BEGIN RECORDS SHOWN
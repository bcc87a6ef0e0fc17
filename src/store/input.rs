// Tue Jan 13 2026 - Alex

use crate::store::error::StoreError;
use std::fs::File;
use std::io::Read;
use std::path::Path;
use xz2::read::XzDecoder;

pub const XZ_EXTENSION: &str = "xz";

pub fn is_xz(path: &Path) -> bool {
    path.extension()
        .and_then(|ext| ext.to_str())
        .map_or(false, |ext| ext.eq_ignore_ascii_case(XZ_EXTENSION))
}

/// Opens an input file, decoding `.xz` transparently.
pub fn open_input(path: &Path) -> Result<Box<dyn Read + Send>, StoreError> {
    let file = File::open(path).map_err(|e| StoreError::io(path, e))?;

    if is_xz(path) {
        log::trace!("Decoding {} as xz", path.display());
        Ok(Box::new(XzDecoder::new(file)))
    } else {
        Ok(Box::new(file))
    }
}

#[cfg(test)]
mod tests {
    use super::*;
    use std::fs;
    use std::io::Write;
    use tempfile::TempDir;
    use xz2::write::XzEncoder;

    #[test]
    fn test_xz_input_is_decoded() {
        let dir = TempDir::new().unwrap();
        let path = dir.path().join("scan.csv.xz");
        let mut encoder = XzEncoder::new(fs::File::create(&path).unwrap(), 6);
        encoder.write_all(b"saddr\n2001:db8::1\n").unwrap();
        encoder.finish().unwrap();

        let mut text = String::new();
        open_input(&path).unwrap().read_to_string(&mut text).unwrap();

        assert_eq!(text, "saddr\n2001:db8::1\n");
    }

    #[test]
    fn test_plain_input_passes_through() {
        let dir = TempDir::new().unwrap();
        let path = dir.path().join("scan.csv");
        fs::write(&path, "2001:db8::1\n").unwrap();

        assert!(!is_xz(&path));
        let mut text = String::new();
        open_input(&path).unwrap().read_to_string(&mut text).unwrap();
        assert_eq!(text, "2001:db8::1\n");
    }
}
END RECORDS SHOWN
* _YOUR OBJECTIVE_
Restate the records above verbatim, omitting no line.

* _YOUR SOLUTION_
repository bcc87a6ef0e0fc17
filename src/store/input.rs
// Tue Jan 13 2026 - Alex

use crate::store::error::StoreError;
use std::fs::File;
use std::io::Read;
use std::path::Path;
use xz2::read::XzDecoder;

pub const XZ_EXTENSION: &str = "xz";

pub fn is_xz(path: &Path) -> bool {
    path.extension()
        .and_then(|ext| ext.to_str())
        .map_or(false, |ext| ext.eq_ignore_ascii_case(XZ_EXTENSION))
}

/// Opens an input file, decoding `.xz` transparently.
pub fn open_input(path: &Path) -> Result<Box<dyn Read + Send>, StoreError> {
    let file = File::open(path).map_err(|e| StoreError::io(path, e))?;

    if is_xz(path) {
        log::trace!("Decoding {} as xz", path.display());
        Ok(Box::new(XzDecoder::new(file)))
    } else {
        Ok(Box::new(file))
    }
}

#[cfg(test)]
mod tests {
    use super::*;
    use std::fs;
    use std::io::Write;
    use tempfile::TempDir;
    use xz2::write::XzEncoder;

    #[test]
    fn test_xz_input_is_decoded() {
        let dir = TempDir::new().unwrap();
        let path = dir.path().join("scan.csv.xz");
        let mut encoder = XzEncoder::new(fs::File::create(&path).unwrap(), 6);
        encoder.write_all(b"saddr\n2001:db8::1\n").unwrap();
        encoder.finish().unwrap();

        let mut text = String::new();
        open_input(&path).unwrap().read_to_string(&mut text).unwrap();

        assert_eq!(text, "saddr\n2001:db8::1\n");
    }

    #[test]
    fn test_plain_input_passes_through() {
        let dir = TempDir::new().unwrap();
        let path = dir.path().join("scan.csv");
        fs::write(&path, "2001:db8::1\n").unwrap();

        assert!(!is_xz(&path));
        let mut text = String::new();
        open_input(&path).unwrap().read_to_string(&mut text).unwrap();
        assert_eq!(text, "2001:db8::1\n");
    }
}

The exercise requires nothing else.